Please copy every line from the following entries in which the word "against" appears.

**** Provided data

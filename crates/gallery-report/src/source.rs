//! Collaborator seams: item records and images.
//!
//! The engine never talks to the remote store directly. Callers hand in an
//! [`ItemSource`] for full records and an [`ImageLoader`] for pictures.

use std::collections::{BTreeSet, HashMap};
use std::future::Future;
use std::path::{Path, PathBuf};

use chrono::{DateTime, Utc};
use gallery_tags::{AuthorId, FullItem, ItemId, ItemSummary, Tag, TagCategory, TagId};
use serde::{Deserialize, Serialize};

use crate::error::{AssetError, SourceError};

/// A decoded raster image.
pub type DecodedImage = image::DynamicImage;

/// Batched access to full item records.
pub trait ItemSource {
    /// Fetch the records for `ids` in one call. Unknown ids are left out.
    fn fetch_full(&self, ids: &[ItemId]) -> impl Future<Output = Result<Vec<FullItem>, SourceError>>;
}

/// Fetches and decodes one image.
pub trait ImageLoader {
    fn load(&self, url: &str) -> impl Future<Output = Result<DecodedImage, AssetError>>;
}

/// One catalog record as stored in a JSON export.
#[derive(Debug, Clone, PartialEq, Eq, Serialize, Deserialize)]
#[serde(rename_all = "camelCase")]
pub struct CatalogRecord {
    pub id: ItemId,
    pub name: String,
    #[serde(default)]
    pub tag_ids: BTreeSet<TagId>,
    pub author_id: AuthorId,
    #[serde(default)]
    pub author_name: Option<String>,
    pub image_url: String,
    pub created_at: DateTime<Utc>,
}

impl CatalogRecord {
    pub fn summary(&self) -> ItemSummary {
        ItemSummary {
            id: self.id.clone(),
            name: self.name.clone(),
            tag_ids: self.tag_ids.clone(),
            author_id: self.author_id.clone(),
            created_at: self.created_at,
        }
    }

    pub fn full(&self) -> FullItem {
        FullItem {
            id: self.id.clone(),
            name: self.name.clone(),
            tag_ids: self.tag_ids.clone(),
            author_id: self.author_id.clone(),
            author_name: self.author_name.clone(),
            image_url: self.image_url.clone(),
        }
    }
}

/// A whole gallery export: definitions plus records.
#[derive(Debug, Clone, Default, Serialize, Deserialize)]
#[serde(default)]
pub struct CatalogFile {
    pub categories: Vec<TagCategory>,
    pub tags: Vec<Tag>,
    pub items: Vec<CatalogRecord>,
}

/// Item source backed by a JSON catalog file.
#[derive(Debug, Clone)]
pub struct JsonCatalogSource {
    catalog: CatalogFile,
    by_id: HashMap<ItemId, usize>,
    base_dir: PathBuf,
}

impl JsonCatalogSource {
    /// Read and parse a catalog file.
    pub async fn open(path: &Path) -> Result<Self, SourceError> {
        let content = tokio::fs::read_to_string(path).await?;
        let catalog: CatalogFile = serde_json::from_str(&content)?;
        let base_dir = path.parent().map(Path::to_path_buf).unwrap_or_default();
        tracing::info!(items = catalog.items.len(), tags = catalog.tags.len(), "Loaded catalog from {:?}", path);
        Ok(Self::from_catalog(catalog, base_dir))
    }

    pub fn from_catalog(catalog: CatalogFile, base_dir: PathBuf) -> Self {
        let by_id = catalog
            .items
            .iter()
            .enumerate()
            .map(|(i, r)| (r.id.clone(), i))
            .collect();
        Self {
            catalog,
            by_id,
            base_dir,
        }
    }

    /// Directory relative image paths resolve against.
    pub fn base_dir(&self) -> &Path {
        &self.base_dir
    }

    /// Lightweight summaries for the whole catalog.
    pub fn summaries(&self) -> Vec<ItemSummary> {
        self.catalog.items.iter().map(CatalogRecord::summary).collect()
    }

    pub fn catalog(&self) -> &CatalogFile {
        &self.catalog
    }
}

impl ItemSource for JsonCatalogSource {
    async fn fetch_full(&self, ids: &[ItemId]) -> Result<Vec<FullItem>, SourceError> {
        Ok(ids
            .iter()
            .filter_map(|id| self.by_id.get(id))
            .map(|&i| self.catalog.items[i].full())
            .collect())
    }
}

/// Image loader for local files.
#[derive(Debug, Clone, Default)]
pub struct FsImageLoader {
    base_dir: PathBuf,
}

impl FsImageLoader {
    /// Relative paths resolve against `base_dir`.
    pub fn new(base_dir: impl Into<PathBuf>) -> Self {
        Self {
            base_dir: base_dir.into(),
        }
    }

    fn resolve(&self, url: &str) -> PathBuf {
        let path = Path::new(url.strip_prefix("file://").unwrap_or(url));
        if path.is_absolute() {
            path.to_path_buf()
        } else {
            self.base_dir.join(path)
        }
    }
}

impl ImageLoader for FsImageLoader {
    async fn load(&self, url: &str) -> Result<DecodedImage, AssetError> {
        let bytes = tokio::fs::read(self.resolve(url)).await?;
        Ok(image::load_from_memory(&bytes)?)
    }
}

#[cfg(feature = "http")]
pub use http::HttpImageLoader;

#[cfg(feature = "http")]
mod http {
    use reqwest::Client;

    use super::{DecodedImage, ImageLoader};
    use crate::error::AssetError;

    /// Image loader for remote object storage.
    #[derive(Debug, Clone)]
    pub struct HttpImageLoader {
        client: Client,
    }

    impl HttpImageLoader {
        pub fn new(user_agent: &str) -> Result<Self, AssetError> {
            let client = Client::builder()
                .user_agent(user_agent)
                .build()
                .map_err(|e| AssetError::Fetch(e.to_string()))?;
            Ok(Self { client })
        }
    }

    impl ImageLoader for HttpImageLoader {
        async fn load(&self, url: &str) -> Result<DecodedImage, AssetError> {
            let response = self
                .client
                .get(url)
                .send()
                .await
                .and_then(|r| r.error_for_status())
                .map_err(|e| AssetError::Fetch(e.to_string()))?;
            let bytes = response
                .bytes()
                .await
                .map_err(|e| AssetError::Fetch(e.to_string()))?;
            Ok(image::load_from_memory(&bytes)?)
        }
    }
}

#[cfg(test)]
mod tests {
    use super::*;

    fn catalog() -> CatalogFile {
        serde_json::from_str(
            r#"{
                "categories": [{"id": "type", "name": "Type", "order": 1}],
                "tags": [{"id": "built", "name": "Built", "categoryId": "type"}],
                "items": [
                    {"id": "a", "name": "A", "tagIds": ["built"], "authorId": "u1",
                     "authorName": "Ana", "imageUrl": "a.png", "createdAt": "2024-01-01T00:00:00Z"},
                    {"id": "b", "name": "B", "authorId": "u2",
                     "imageUrl": "b.png", "createdAt": "2024-01-02T00:00:00Z"}
                ]
            }"#,
        )
        .unwrap()
    }

    #[tokio::test]
    async fn fetch_full_keeps_request_order() {
        let source = JsonCatalogSource::from_catalog(catalog(), PathBuf::new());
        let ids = vec!["b".to_string(), "missing".to_string(), "a".to_string()];
        let records = source.fetch_full(&ids).await.unwrap();
        let got: Vec<&str> = records.iter().map(|r| r.id.as_str()).collect();
        assert_eq!(got, vec!["b", "a"]);
        assert_eq!(records[1].author_name.as_deref(), Some("Ana"));
    }

    #[test]
    fn summaries_cover_catalog() {
        let source = JsonCatalogSource::from_catalog(catalog(), PathBuf::new());
        let summaries = source.summaries();
        assert_eq!(summaries.len(), 2);
        assert!(summaries[0].tag_ids.contains("built"));
    }

    #[tokio::test]
    async fn fs_loader_decodes_png() {
        let dir = tempfile::tempdir().unwrap();
        let img = image::RgbImage::from_pixel(4, 3, image::Rgb([10, 20, 30]));
        img.save(dir.path().join("pic.png")).unwrap();

        let loader = FsImageLoader::new(dir.path());
        let decoded = loader.load("pic.png").await.unwrap();
        assert_eq!((decoded.width(), decoded.height()), (4, 3));
    }

    #[tokio::test]
    async fn fs_loader_missing_file_is_fetch_error() {
        let loader = FsImageLoader::new("/nonexistent");
        let err = loader.load("nope.png").await.unwrap_err();
        assert!(matches!(err, AssetError::Fetch(_)));
    }

    #[tokio::test]
    async fn fs_loader_garbage_is_decode_error() {
        let dir = tempfile::tempdir().unwrap();
        std::fs::write(dir.path().join("bad.png"), b"not an image").unwrap();
        let err = FsImageLoader::new(dir.path()).load("bad.png").await.unwrap_err();
        assert!(matches!(err, AssetError::Decode(_)));
    }
}
//! In-memory collaborators that count their calls

use std::collections::HashSet;
use std::sync::atomic::{AtomicUsize, Ordering};

use gallery_report::{AssetError, DecodedImage, ImageLoader, ItemSource, SourceError};
use gallery_tags::{FullItem, ItemId, Tag, TagCatalog, TagCategory};

/// Item source that builds a record for every requested id.
#[derive(Default)]
pub struct CountingSource {
    fetch_calls: AtomicUsize,
}

impl CountingSource {
    pub fn fetch_calls(&self) -> usize {
        self.fetch_calls.load(Ordering::SeqCst)
    }
}

impl ItemSource for CountingSource {
    async fn fetch_full(&self, ids: &[ItemId]) -> Result<Vec<FullItem>, SourceError> {
        self.fetch_calls.fetch_add(1, Ordering::SeqCst);
        Ok(ids.iter().map(|id| full_item(id)).collect())
    }
}

pub fn full_item(id: &str) -> FullItem {
    FullItem {
        id: id.to_string(),
        name: format!("Item {}", id),
        tag_ids: ["built".to_string()].into_iter().collect(),
        author_id: "ana".to_string(),
        author_name: Some("Ana".to_string()),
        image_url: format!("https://cdn.example/{}.jpg", id),
    }
}

/// Image loader that fails for a fixed set of urls.
#[derive(Default)]
pub struct CountingLoader {
    unreachable: HashSet<String>,
    load_calls: AtomicUsize,
}

impl CountingLoader {
    pub fn failing(urls: &[&str]) -> Self {
        Self {
            unreachable: urls.iter().map(|u| u.to_string()).collect(),
            ..Default::default()
        }
    }

    pub fn load_calls(&self) -> usize {
        self.load_calls.load(Ordering::SeqCst)
    }
}

impl ImageLoader for CountingLoader {
    async fn load(&self, url: &str) -> Result<DecodedImage, AssetError> {
        self.load_calls.fetch_add(1, Ordering::SeqCst);
        if self.unreachable.contains(url) {
            return Err(AssetError::Fetch(format!("{} unreachable", url)));
        }
        Ok(DecodedImage::new_rgb8(64, 48))
    }
}

pub fn catalog() -> TagCatalog {
    TagCatalog::new(
        vec![Tag::new("built", "Built", "type")],
        vec![TagCategory::new("type", "Type", 1)],
    )
}

pub fn ids(n: usize) -> Vec<ItemId> {
    (0..n).map(|i| format!("item-{:02}", i)).collect()
}
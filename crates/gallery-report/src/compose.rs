//! Report composition: preloaded items to a paginated PDF.
//!
//! Two items per page, each with a bold title, a metadata line and the
//! image fitted below. Header and footer masks repeat on every page and
//! carry no content of their own except the page-number caption, which is
//! centered in the footer band.
//!
//! The item ceiling is not checked here; callers validate it first.

use std::fmt::Write as _;
use std::io::Cursor;

use gallery_tags::{FullItem, TagCatalog};
use image::codecs::jpeg::JpegEncoder;
use image::{GenericImageView, Rgb, RgbImage};

use crate::config::ReportConfig;
use crate::error::{ReportError, Result};
use crate::layout::{fit_image, plan_pages, PageGeometry};
use crate::pdf::{jpeg_image_dict, truncate_to_width, ContentBuilder, Font, ObjectId, PdfWriter};
use crate::preload::Preloaded;
use crate::progress::{compose_progress, ProgressTracker};
use crate::source::{DecodedImage, ImageLoader};

/// Text drawn where an item's image could not be loaded.
pub const IMAGE_PLACEHOLDER: &str = "Image unavailable";

/// Longest side, in pixels, of an embedded image.
const MAX_EMBED_PX: u32 = 1600;

/// Header and footer graphics. A mask that failed to load is `None` and
/// takes no room on the page.
#[derive(Debug, Default, Clone)]
pub struct Masks {
    pub header: Option<DecodedImage>,
    pub footer: Option<DecodedImage>,
}

impl Masks {
    /// Load both masks. Failures are logged and leave that mask out.
    pub async fn load<L: ImageLoader>(loader: &L, header: Option<&str>, footer: Option<&str>) -> Self {
        Self {
            header: Self::load_one(loader, "header", header).await,
            footer: Self::load_one(loader, "footer", footer).await,
        }
    }

    async fn load_one<L: ImageLoader>(loader: &L, band: &str, url: Option<&str>) -> Option<DecodedImage> {
        let url = url?;
        match loader.load(url).await {
            Ok(image) => Some(image),
            Err(e) => {
                let err = ReportError::AssetLoad {
                    url: url.to_string(),
                    message: e.to_string(),
                };
                tracing::warn!(band, "{}; rendering without it", err);
                None
            }
        }
    }

    fn natural_size(mask: &Option<DecodedImage>) -> Option<(u32, u32)> {
        mask.as_ref().map(|m| m.dimensions())
    }
}

/// A finished document.
#[derive(Debug, Clone)]
pub struct ComposedReport {
    /// PDF bytes.
    pub document: Vec<u8>,
    pub page_count: usize,
    /// Items rendered with the placeholder instead of their image.
    pub placeholders: usize,
}

/// The metadata line under an item's title: tag names, then the author.
pub fn metadata_line(item: &FullItem, catalog: &TagCatalog) -> String {
    let mut line = catalog.tag_names(&item.tag_ids).join(", ");
    if let Some(author) = item.author_name.as_deref().filter(|a| !a.trim().is_empty()) {
        if !line.is_empty() {
            line.push_str(" · ");
        }
        let _ = write!(line, "registered by {}", author.trim());
    }
    line
}

/// Flatten onto white, cap the size and encode as baseline JPEG.
fn encode_jpeg(image: &DecodedImage, quality: u8) -> Result<(u32, u32, Vec<u8>)> {
    let image = if image.width().max(image.height()) > MAX_EMBED_PX {
        image.thumbnail(MAX_EMBED_PX, MAX_EMBED_PX)
    } else {
        image.clone()
    };

    let rgb: RgbImage = if image.color().has_alpha() {
        let rgba = image.to_rgba8();
        RgbImage::from_fn(rgba.width(), rgba.height(), |x, y| {
            let [r, g, b, a] = rgba.get_pixel(x, y).0;
            let blend = |c: u8| ((u16::from(c) * u16::from(a) + 255 * (255 - u16::from(a))) / 255) as u8;
            Rgb([blend(r), blend(g), blend(b)])
        })
    } else {
        image.to_rgb8()
    };

    let mut buf = Cursor::new(Vec::new());
    JpegEncoder::new_with_quality(&mut buf, quality)
        .encode_image(&rgb)
        .map_err(|e| ReportError::JobFailure(format!("JPEG encoding failed: {}", e)))?;
    Ok((rgb.width(), rgb.height(), buf.into_inner()))
}

struct EmbeddedImage {
    id: ObjectId,
    width: u32,
    height: u32,
}

fn embed(pdf: &mut PdfWriter, image: &DecodedImage, quality: u8) -> Result<EmbeddedImage> {
    let (width, height, data) = encode_jpeg(image, quality)?;
    let id = pdf.add_stream(&jpeg_image_dict(width, height), &data);
    Ok(EmbeddedImage { id, width, height })
}

/// Compose `preloaded` into a PDF, in item order.
pub fn compose(
    preloaded: &Preloaded,
    catalog: &TagCatalog,
    masks: &Masks,
    config: &ReportConfig,
    progress: &ProgressTracker,
) -> Result<ComposedReport> {
    let geometry = PageGeometry::new(
        config,
        Masks::natural_size(&masks.header),
        Masks::natural_size(&masks.footer),
    )?;
    let pages = plan_pages(preloaded.items.len(), &geometry);
    let page_count = pages.len();
    tracing::debug!(items = preloaded.items.len(), page_count, "composing report");

    let mut pdf = PdfWriter::new();
    let catalog_id = pdf.reserve();
    let pages_id = pdf.reserve();
    let regular = pdf.add(Font::Regular.dictionary());
    let bold = pdf.add(Font::Bold.dictionary());

    let header = masks
        .header
        .as_ref()
        .map(|m| embed(&mut pdf, m, config.jpeg_quality))
        .transpose()?;
    let footer = masks
        .footer
        .as_ref()
        .map(|m| embed(&mut pdf, m, config.jpeg_quality))
        .transpose()?;

    let mut kids = Vec::with_capacity(page_count);
    let mut placeholders = 0;

    for page in &pages {
        let mut content = ContentBuilder::new(geometry.height);
        let mut xobjects = String::new();

        if let Some(mask) = &header {
            content.image("Mh", &geometry.header_rect());
            let _ = write!(xobjects, " /Mh {}", mask.id.reference());
        }
        if let Some(mask) = &footer {
            content.image("Mf", &geometry.footer_rect());
            let _ = write!(xobjects, " /Mf {}", mask.id.reference());
        }

        for slot in &page.slots {
            let item = &preloaded.items[slot.item_index];
            let max_width = slot.image_area.width;

            let title = truncate_to_width(&item.name, Font::Bold, geometry.title_size, max_width);
            content.text(Font::Bold, geometry.title_size, slot.image_area.x, slot.title_baseline, &title);

            let meta = truncate_to_width(
                &metadata_line(item, catalog),
                Font::Regular,
                geometry.meta_size,
                max_width,
            );
            content.text(Font::Regular, geometry.meta_size, slot.image_area.x, slot.meta_baseline, &meta);

            match preloaded.image(&item.id) {
                Some(image) => {
                    let embedded = embed(&mut pdf, image, config.jpeg_quality)?;
                    let name = format!("Im{}", slot.item_index + 1);
                    let rect = fit_image(embedded.width, embedded.height, &slot.image_area);
                    content.image(&name, &rect);
                    let _ = write!(xobjects, " /{} {}", name, embedded.id.reference());
                }
                None => {
                    placeholders += 1;
                    let area = slot.image_area;
                    content.frame(&area);
                    content.centered_text(
                        Font::Regular,
                        geometry.meta_size,
                        area.center_x(),
                        area.y + area.height / 2.0,
                        IMAGE_PLACEHOLDER,
                    );
                }
            }
        }

        let caption = format!("Page {} of {}", page.number, page_count);
        content.centered_text(
            Font::Regular,
            geometry.caption_size,
            geometry.width / 2.0,
            geometry.caption_baseline(),
            &caption,
        );

        let contents = pdf.add_stream("", &content.finish());
        let page_id = pdf.add(format!(
            "<< /Type /Page /Parent {} /MediaBox [0 0 {:.2} {:.2}] /Contents {} /Resources << /Font << /F1 {} /F2 {} >> /XObject <<{} >> >> >>",
            pages_id.reference(),
            geometry.width,
            geometry.height,
            contents.reference(),
            regular.reference(),
            bold.reference(),
            xobjects
        ));
        kids.push(page_id.reference());
        progress.advance(compose_progress(page.number, page_count));
    }

    pdf.set(
        pages_id,
        format!("<< /Type /Pages /Kids [{}] /Count {} >>", kids.join(" "), page_count),
    );
    pdf.set(catalog_id, format!("<< /Type /Catalog /Pages {} >>", pages_id.reference()));
    let document = pdf.finish(catalog_id)?;

    Ok(ComposedReport {
        document,
        page_count,
        placeholders,
    })
}
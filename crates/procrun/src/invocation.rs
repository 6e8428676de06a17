//! Description of a single external command.

use std::fmt;
use std::path::{Path, PathBuf};
use std::process::Command;

/// An external program, its arguments, and where to run it.
#[derive(Debug, Clone, PartialEq, Eq)]
pub struct Invocation {
    program: String,
    args: Vec<String>,
    dir: Option<PathBuf>,
    env: Vec<(String, String)>,
}

impl Invocation {
    /// Invocation of `program` with no arguments.
    pub fn new(program: impl Into<String>) -> Self {
        Self {
            program: program.into(),
            args: Vec::new(),
            dir: None,
            env: Vec::new(),
        }
    }

    /// Split a command line on whitespace.
    ///
    /// No quoting rules apply; arguments containing spaces must be added
    /// with [`Invocation::arg`].
    pub fn parse(line: &str) -> Self {
        let mut words = line.split_whitespace();
        let program = words.next().unwrap_or_default();
        Self::new(program).args(words)
    }

    /// Append one argument.
    pub fn arg(mut self, arg: impl Into<String>) -> Self {
        self.args.push(arg.into());
        self
    }

    /// Append several arguments.
    pub fn args<I, S>(mut self, args: I) -> Self
    where
        I: IntoIterator<Item = S>,
        S: Into<String>,
    {
        self.args.extend(args.into_iter().map(Into::into));
        self
    }

    /// Run the program inside `dir`.
    pub fn current_dir(mut self, dir: impl Into<PathBuf>) -> Self {
        self.dir = Some(dir.into());
        self
    }

    /// Run inside `dir` unless a directory was already set.
    pub fn or_current_dir(self, dir: &Path) -> Self {
        if self.dir.is_some() {
            self
        } else {
            self.current_dir(dir)
        }
    }

    /// Set an environment variable for this invocation only.
    pub fn env(mut self, key: impl Into<String>, value: impl Into<String>) -> Self {
        self.env.push((key.into(), value.into()));
        self
    }

    pub fn program(&self) -> &str {
        &self.program
    }

    pub fn arguments(&self) -> &[String] {
        &self.args
    }

    pub fn dir(&self) -> Option<&Path> {
        self.dir.as_deref()
    }

    pub fn environment(&self) -> &[(String, String)] {
        &self.env
    }

    /// Build the `std::process::Command` for this invocation.
    pub fn to_command(&self) -> Command {
        let mut command = Command::new(&self.program);
        command.args(&self.args);
        if let Some(dir) = &self.dir {
            command.current_dir(dir);
        }
        for (key, value) in &self.env {
            command.env(key, value);
        }
        command
    }
}

impl fmt::Display for Invocation {
    fn fmt(&self, f: &mut fmt::Formatter<'_>) -> fmt::Result {
        write!(f, "{}", self.program)?;
        for arg in &self.args {
            if arg.is_empty() || arg.contains(char::is_whitespace) {
                write!(f, " '{arg}'")?;
            } else {
                write!(f, " {arg}")?;
            }
        }
        Ok(())
    }
}
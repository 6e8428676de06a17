//! Locating external tools on the host

use crate::workspace::Workspace;
use procrun::Invocation;
use std::env;
use std::ffi::OsString;
use std::path::PathBuf;
use thiserror::Error;

#[derive(Debug, Error)]
#[error("{name} not found in PATH or the Go bin directory")]
pub struct ToolNotFound {
    pub name: String,
}

/// Find an executable named `name`, first in `PATH`, then in
/// `$(go env GOPATH)/bin` where `go install` puts protoc plugins.
pub fn locate(name: &str, ws: &Workspace) -> Result<PathBuf, ToolNotFound> {
    if let Ok(found) = which::which(name) {
        log::debug!("Found {name} at {}", found.display());
        return Ok(found);
    }

    go_bin_path(ws)
        .and_then(|paths| which::which_in(name, Some(paths), ws.root()).ok())
        .ok_or_else(|| ToolNotFound {
            name: name.to_string(),
        })
}

/// `bin` under every `GOPATH` entry, joined as a search path.
fn go_bin_path(ws: &Workspace) -> Option<OsString> {
    let gopath = match ws.output(Invocation::parse("go env GOPATH")) {
        Ok(out) => out,
        Err(e) => {
            log::debug!("Could not query GOPATH: {e}");
            return None;
        }
    };

    let dirs: Vec<_> = env::split_paths(gopath.trim())
        .filter(|p| !p.as_os_str().is_empty())
        .map(|p| p.join("bin"))
        .collect();
    if dirs.is_empty() {
        return None;
    }
    env::join_paths(dirs).ok()
}
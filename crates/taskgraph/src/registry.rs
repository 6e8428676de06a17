//! Task registry

use crate::error::{Error, Result};
use crate::task::Task;
use std::collections::{BTreeMap, HashSet};

/// All tasks available to a run, keyed by name.
#[derive(Debug, Default)]
pub struct Registry {
    tasks: BTreeMap<String, Task>,
    default: Option<String>,
}

impl Registry {
    pub fn new() -> Self {
        Self::default()
    }

    /// Add a task. Names must be unique.
    pub fn register(&mut self, task: Task) -> Result<()> {
        if self.tasks.contains_key(task.name()) {
            return Err(Error::DuplicateTask(task.name().to_string()));
        }
        self.tasks.insert(task.name().to_string(), task);
        Ok(())
    }

    pub fn get(&self, name: &str) -> Option<&Task> {
        self.tasks.get(name)
    }

    /// Look up a task, failing with [`Error::UnknownTask`].
    pub fn resolve(&self, name: &str) -> Result<&Task> {
        self.get(name)
            .ok_or_else(|| Error::UnknownTask(name.to_string()))
    }

    /// Tasks sorted by name.
    pub fn tasks(&self) -> impl Iterator<Item = &Task> {
        self.tasks.values()
    }

    pub fn len(&self) -> usize {
        self.tasks.len()
    }

    pub fn is_empty(&self) -> bool {
        self.tasks.is_empty()
    }

    /// Mark the task to run when none is named.
    pub fn set_default(&mut self, name: impl Into<String>) -> Result<()> {
        let name = name.into();
        self.resolve(&name)?;
        self.default = Some(name);
        Ok(())
    }

    pub fn default_task(&self) -> Option<&str> {
        self.default.as_deref()
    }

    /// Check that every declared prerequisite exists and that declared
    /// prerequisites never loop back.
    ///
    /// Nested calls made from inside task bodies are invisible here; the
    /// runner catches those cycles when they happen.
    pub fn validate(&self) -> Result<()> {
        for task in self.tasks.values() {
            for prerequisite in task.prerequisites() {
                if !self.tasks.contains_key(prerequisite) {
                    return Err(Error::MissingPrerequisite {
                        task: task.name().to_string(),
                        missing: prerequisite.clone(),
                    });
                }
            }
        }

        let mut finished = HashSet::new();
        for name in self.tasks.keys() {
            let mut path = Vec::new();
            self.visit(name, &mut path, &mut finished)?;
        }
        Ok(())
    }

    fn visit<'a>(
        &'a self,
        name: &'a str,
        path: &mut Vec<&'a str>,
        finished: &mut HashSet<&'a str>,
    ) -> Result<()> {
        if finished.contains(name) {
            return Ok(());
        }
        if let Some(pos) = path.iter().position(|n| *n == name) {
            let mut chain: Vec<String> = path[pos..].iter().map(ToString::to_string).collect();
            chain.push(name.to_string());
            return Err(Error::Cycle(chain));
        }

        path.push(name);
        let task = self.resolve(name)?;
        for prerequisite in task.prerequisites() {
            self.visit(prerequisite, path, finished)?;
        }
        path.pop();
        finished.insert(name);
        Ok(())
    }
}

********

[Task response]
    /// Directory relative image paths resolve against.
    /// Relative paths resolve against `base_dir`.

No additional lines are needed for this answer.